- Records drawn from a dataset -
#[async_trait]
impl Resource for ServiceBusNamespaceNetworkRuleSetResource {
    fn type_name(&self) -> &str {
        TYPE_NAME
    }

    async fn schema(
        &self,
        _ctx: Context,
        _request: ResourceSchemaRequest,
    ) -> ResourceSchemaResponse {
        let schema = SchemaBuilder::new()
            .version(1)
            .description("Manages the network rule set of a Premium Service Bus namespace")
            .attribute(
                AttributeBuilder::new("id", AttributeType::String)
                    .computed()
                    .plan_modifier(UseStateForUnknown::create())
                    .build(),
            )
            .attribute(
                AttributeBuilder::new("namespace_id", AttributeType::String)
                    .description("The ARM ID of the namespace")
                    .required()
                    .plan_modifier(RequiresReplace::create())
                    .build(),
            )
            .attribute(
                AttributeBuilder::new("default_action", AttributeType::String)
                    .description("Action for traffic no rule matches: Allow or Deny")
                    .optional()
                    .default(StaticDefault::string(ALLOW))
                    .validator(StringOneOfValidator::create(&[ALLOW, DENY]))
                    .build(),
            )
            .attribute(
                AttributeBuilder::new("public_network_access_enabled", AttributeType::Bool)
                    .optional()
                    .default(StaticDefault::bool(true))
                    .build(),
            )
            .attribute(
                AttributeBuilder::new("trusted_services_allowed", AttributeType::Bool)
                    .description("Whether trusted Microsoft services bypass the rules")
                    .optional()
                    .default(StaticDefault::bool(false))
                    .build(),
            )
            .attribute(
                AttributeBuilder::new("ip_rules", AttributeType::set_of(AttributeType::String))
                    .description("IP addresses or CIDR ranges allowed to connect")
                    .optional()
                    .build(),
            )
            .block(
                NestedBlockBuilder::new("network_rules", NestingMode::Set)
                    .description("Subnets allowed to connect")
                    .attribute(
                        AttributeBuilder::new("subnet_id", AttributeType::String)
                            .required()
                            .build(),
                    )
                    .attribute(
                        AttributeBuilder::new(
                            "ignore_missing_vnet_service_endpoint",
                            AttributeType::Bool,
                        )
                        .optional()
                        .default(StaticDefault::bool(false))
                        .build(),
                    )
                    .build(),
            )
            .build();

        ResourceSchemaResponse {
            schema,
            diagnostics: vec![],
        }
    }

    async fn validate(
        &self,
        _ctx: Context,
        request: ValidateResourceConfigRequest,
    ) -> ValidateResourceConfigResponse {
        let mut diagnostics = vec![];

        if let Some(namespace) = request.config.get_optional_string(&attr("namespace_id")) {
            if let Err(e) = NamespaceId::parse(&namespace) {
                diagnostics.push(
                    Diagnostic::error("Invalid namespace_id", e.to_string())
                        .with_attribute(attr("namespace_id")),
                );
            }
        }

        for rule in request.config.get_blocks(&attr("network_rules")) {
            if let Some(subnet) = rule.get_optional_string(&attr("subnet_id")) {
                if let Err(e) = SubnetId::parse(&subnet) {
                    diagnostics.push(
                        Diagnostic::error("Invalid subnet_id", e.to_string())
                            .with_attribute(attr("network_rules")),
                    );
                }
            }
        }

        ValidateResourceConfigResponse { diagnostics }
    }

    async fn create(&self, ctx: Context, request: CreateResourceRequest) -> CreateResourceResponse {
        let Some(provider_data) = &self.provider_data else {
            return create_failed(not_configured());
        };
        let client = &provider_data.client;

        let namespace = match config_id(&request.config, "namespace_id", NamespaceId::parse) {
            Ok(id) => id,
            Err(diag) => return create_failed(diag),
        };
        let id = NamespaceNetworkRuleSetId::new(
            &namespace.subscription_id,
            &namespace.resource_group,
            &namespace.name,
        );

        if let Err(diag) = ensure_premium(client, &namespace).await {
            return create_failed(diag);
        }

        match client.servicebus().get_network_rule_set(&id).await {
            Ok(existing) if !is_default(&existing) => {
                return create_failed(already_exists(&id.id()));
            }
            Ok(_) => {}
            Err(e) if e.is_not_found() => {}
            Err(e) => {
                return create_failed(api_diagnostic(
                    format!("Failed to check for existing network rule set of {}", namespace),
                    &e,
                ))
            }
        }

        info!("Creating Service Bus Namespace Network Rule Set {}", id);
        if let Err(e) = client
            .servicebus()
            .create_or_update_network_rule_set(&ctx, &id, &expand_rule_set(&request.config))
            .await
        {
            return create_failed(api_diagnostic(
                format!("Failed to create network rule set of {}", namespace),
                &e,
            ));
        }

        let mut new_state = request.planned_state;
        let mut diagnostics = vec![];
        if let Err(e) = refresh(client, &id, &mut new_state, WriteMode::Apply).await {
            diagnostics.push(api_diagnostic("Failed to read created network rule set", &e));
        }

        CreateResourceResponse {
            new_state,
            private: vec![],
            diagnostics,
        }
    }

    async fn read(&self, _ctx: Context, request: ReadResourceRequest) -> ReadResourceResponse {
        let Some(provider_data) = &self.provider_data else {
            return read_failed(request.current_state, request.private, not_configured());
        };

        let id = match state_id(&request.current_state, NamespaceNetworkRuleSetId::parse) {
            Ok(id) => id,
            Err(diag) => return read_failed(request.current_state, request.private, diag),
        };

        let mut state = request.current_state.clone();
        let result = refresh(&provider_data.client, &id, &mut state, WriteMode::Refresh)
            .await
            .map(|_| state);
        read_response(
            TYPE_NAME,
            &id.id(),
            result,
            request.current_state,
            request.private,
        )
    }

    async fn update(&self, ctx: Context, request: UpdateResourceRequest) -> UpdateResourceResponse {
        let Some(provider_data) = &self.provider_data else {
            return update_failed(request.prior_state, not_configured());
        };
        let client = &provider_data.client;

        let id = match state_id(&request.prior_state, NamespaceNetworkRuleSetId::parse) {
            Ok(id) => id,
            Err(diag) => return update_failed(request.prior_state, diag),
        };

        if let Err(diag) = ensure_premium(client, &id.namespace_id()).await {
            return update_failed(request.prior_state, diag);
        }

        info!("Updating Service Bus Namespace Network Rule Set {}", id);
        if let Err(e) = client
            .servicebus()
            .create_or_update_network_rule_set(&ctx, &id, &expand_rule_set(&request.config))
            .await
        {
            return update_failed(
                request.prior_state,
                api_diagnostic(
                    format!("Failed to update network rule set of {}", id.namespace_id()),
                    &e,
                ),
            );
        }

        let mut new_state = request.planned_state;
        let mut diagnostics = vec![];
        if let Err(e) = refresh(client, &id, &mut new_state, WriteMode::Apply).await {
            diagnostics.push(api_diagnostic("Failed to read updated network rule set", &e));
        }

        UpdateResourceResponse {
            new_state,
            private: vec![],
            diagnostics,
        }
    }

    async fn delete(&self, ctx: Context, request: DeleteResourceRequest) -> DeleteResourceResponse {
        let mut diagnostics = vec![];

        let Some(provider_data) = &self.provider_data else {
            diagnostics.push(not_configured());
            return DeleteResourceResponse { diagnostics };
        };

        match state_id(&request.prior_state, NamespaceNetworkRuleSetId::parse) {
            Ok(id) => {
                info!("Resetting Service Bus Namespace Network Rule Set {}", id);
                match provider_data
                    .client
                    .servicebus()
                    .create_or_update_network_rule_set(&ctx, &id, &default_rule_set())
                    .await
                {
                    Ok(_) => {}
                    Err(e) if e.is_not_found() => {}
                    Err(e) => diagnostics.push(api_diagnostic(
                        format!("Failed to reset network rule set of {}", id.namespace_id()),
                        &e,
                    )),
                }
            }
            Err(diag) => diagnostics.push(diag),
        }

        DeleteResourceResponse { diagnostics }
    }

    fn as_upgrade_state(&self) -> Option<&dyn ResourceWithUpgradeState> {
        Some(self)
    }

    fn as_import_state(&self) -> Option<&dyn ResourceWithImportState> {
        Some(self)
    }
}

- Exercise brief -
Copy out each entry above with no deviation.

- Answer box -
#[async_trait]
impl Resource for ServiceBusNamespaceNetworkRuleSetResource {
    fn type_name(&self) -> &str {
        TYPE_NAME
    }

    async fn schema(
        &self,
        _ctx: Context,
        _request: ResourceSchemaRequest,
    ) -> ResourceSchemaResponse {
        let schema = SchemaBuilder::new()
            .version(1)
            .description("Manages the network rule set of a Premium Service Bus namespace")
            .attribute(
                AttributeBuilder::new("id", AttributeType::String)
                    .computed()
                    .plan_modifier(UseStateForUnknown::create())
                    .build(),
            )
            .attribute(
                AttributeBuilder::new("namespace_id", AttributeType::String)
                    .description("The ARM ID of the namespace")
                    .required()
                    .plan_modifier(RequiresReplace::create())
                    .build(),
            )
            .attribute(
                AttributeBuilder::new("default_action", AttributeType::String)
                    .description("Action for traffic no rule matches: Allow or Deny")
                    .optional()
                    .default(StaticDefault::string(ALLOW))
                    .validator(StringOneOfValidator::create(&[ALLOW, DENY]))
                    .build(),
            )
            .attribute(
                AttributeBuilder::new("public_network_access_enabled", AttributeType::Bool)
                    .optional()
                    .default(StaticDefault::bool(true))
                    .build(),
            )
            .attribute(
                AttributeBuilder::new("trusted_services_allowed", AttributeType::Bool)
                    .description("Whether trusted Microsoft services bypass the rules")
                    .optional()
                    .default(StaticDefault::bool(false))
                    .build(),
            )
            .attribute(
                AttributeBuilder::new("ip_rules", AttributeType::set_of(AttributeType::String))
                    .description("IP addresses or CIDR ranges allowed to connect")
                    .optional()
                    .build(),
            )
            .block(
                NestedBlockBuilder::new("network_rules", NestingMode::Set)
                    .description("Subnets allowed to connect")
                    .attribute(
                        AttributeBuilder::new("subnet_id", AttributeType::String)
                            .required()
                            .build(),
                    )
                    .attribute(
                        AttributeBuilder::new(
                            "ignore_missing_vnet_service_endpoint",
                            AttributeType::Bool,
                        )
                        .optional()
                        .default(StaticDefault::bool(false))
                        .build(),
                    )
                    .build(),
            )
            .build();

        ResourceSchemaResponse {
            schema,
            diagnostics: vec![],
        }
    }

    async fn validate(
        &self,
        _ctx: Context,
        request: ValidateResourceConfigRequest,
    ) -> ValidateResourceConfigResponse {
        let mut diagnostics = vec![];

        if let Some(namespace) = request.config.get_optional_string(&attr("namespace_id")) {
            if let Err(e) = NamespaceId::parse(&namespace) {
                diagnostics.push(
                    Diagnostic::error("Invalid namespace_id", e.to_string())
                        .with_attribute(attr("namespace_id")),
                );
            }
        }

        for rule in request.config.get_blocks(&attr("network_rules")) {
            if let Some(subnet) = rule.get_optional_string(&attr("subnet_id")) {
                if let Err(e) = SubnetId::parse(&subnet) {
                    diagnostics.push(
                        Diagnostic::error("Invalid subnet_id", e.to_string())
                            .with_attribute(attr("network_rules")),
                    );
                }
            }
        }

        ValidateResourceConfigResponse { diagnostics }
    }

    async fn create(&self, ctx: Context, request: CreateResourceRequest) -> CreateResourceResponse {
        let Some(provider_data) = &self.provider_data else {
            return create_failed(not_configured());
        };
        let client = &provider_data.client;

        let namespace = match config_id(&request.config, "namespace_id", NamespaceId::parse) {
            Ok(id) => id,
            Err(diag) => return create_failed(diag),
        };
        let id = NamespaceNetworkRuleSetId::new(
            &namespace.subscription_id,
            &namespace.resource_group,
            &namespace.name,
        );

        if let Err(diag) = ensure_premium(client, &namespace).await {
            return create_failed(diag);
        }

        match client.servicebus().get_network_rule_set(&id).await {
            Ok(existing) if !is_default(&existing) => {
                return create_failed(already_exists(&id.id()));
            }
            Ok(_) => {}
            Err(e) if e.is_not_found() => {}
            Err(e) => {
                return create_failed(api_diagnostic(
                    format!("Failed to check for existing network rule set of {}", namespace),
                    &e,
                ))
            }
        }

        info!("Creating Service Bus Namespace Network Rule Set {}", id);
        if let Err(e) = client
            .servicebus()
            .create_or_update_network_rule_set(&ctx, &id, &expand_rule_set(&request.config))
            .await
        {
            return create_failed(api_diagnostic(
                format!("Failed to create network rule set of {}", namespace),
                &e,
            ));
        }

        let mut new_state = request.planned_state;
        let mut diagnostics = vec![];
        if let Err(e) = refresh(client, &id, &mut new_state, WriteMode::Apply).await {
            diagnostics.push(api_diagnostic("Failed to read created network rule set", &e));
        }

        CreateResourceResponse {
            new_state,
            private: vec![],
            diagnostics,
        }
    }

    async fn read(&self, _ctx: Context, request: ReadResourceRequest) -> ReadResourceResponse {
        let Some(provider_data) = &self.provider_data else {
            return read_failed(request.current_state, request.private, not_configured());
        };

        let id = match state_id(&request.current_state, NamespaceNetworkRuleSetId::parse) {
            Ok(id) => id,
            Err(diag) => return read_failed(request.current_state, request.private, diag),
        };

        let mut state = request.current_state.clone();
        let result = refresh(&provider_data.client, &id, &mut state, WriteMode::Refresh)
            .await
            .map(|_| state);
        read_response(
            TYPE_NAME,
            &id.id(),
            result,
            request.current_state,
            request.private,
        )
    }

    async fn update(&self, ctx: Context, request: UpdateResourceRequest) -> UpdateResourceResponse {
        let Some(provider_data) = &self.provider_data else {
            return update_failed(request.prior_state, not_configured());
        };
        let client = &provider_data.client;

        let id = match state_id(&request.prior_state, NamespaceNetworkRuleSetId::parse) {
            Ok(id) => id,
            Err(diag) => return update_failed(request.prior_state, diag),
        };

        if let Err(diag) = ensure_premium(client, &id.namespace_id()).await {
            return update_failed(request.prior_state, diag);
        }

        info!("Updating Service Bus Namespace Network Rule Set {}", id);
        if let Err(e) = client
            .servicebus()
            .create_or_update_network_rule_set(&ctx, &id, &expand_rule_set(&request.config))
            .await
        {
            return update_failed(
                request.prior_state,
                api_diagnostic(
                    format!("Failed to update network rule set of {}", id.namespace_id()),
                    &e,
                ),
            );
        }

        let mut new_state = request.planned_state;
        let mut diagnostics = vec![];
        if let Err(e) = refresh(client, &id, &mut new_state, WriteMode::Apply).await {
            diagnostics.push(api_diagnostic("Failed to read updated network rule set", &e));
        }

        UpdateResourceResponse {
            new_state,
            private: vec![],
            diagnostics,
        }
    }

    async fn delete(&self, ctx: Context, request: DeleteResourceRequest) -> DeleteResourceResponse {
        let mut diagnostics = vec![];

        let Some(provider_data) = &self.provider_data else {
            diagnostics.push(not_configured());
            return DeleteResourceResponse { diagnostics };
        };

        match state_id(&request.prior_state, NamespaceNetworkRuleSetId::parse) {
            Ok(id) => {
                info!("Resetting Service Bus Namespace Network Rule Set {}", id);
                match provider_data
                    .client
                    .servicebus()
                    .create_or_update_network_rule_set(&ctx, &id, &default_rule_set())
                    .await
                {
                    Ok(_) => {}
                    Err(e) if e.is_not_found() => {}
                    Err(e) => diagnostics.push(api_diagnostic(
                        format!("Failed to reset network rule set of {}", id.namespace_id()),
                        &e,
                    )),
                }
            }
            Err(diag) => diagnostics.push(diag),
        }

        DeleteResourceResponse { diagnostics }
    }

    fn as_upgrade_state(&self) -> Option<&dyn ResourceWithUpgradeState> {
        Some(self)
    }

    fn as_import_state(&self) -> Option<&dyn ResourceWithImportState> {
        Some(self)
    }
}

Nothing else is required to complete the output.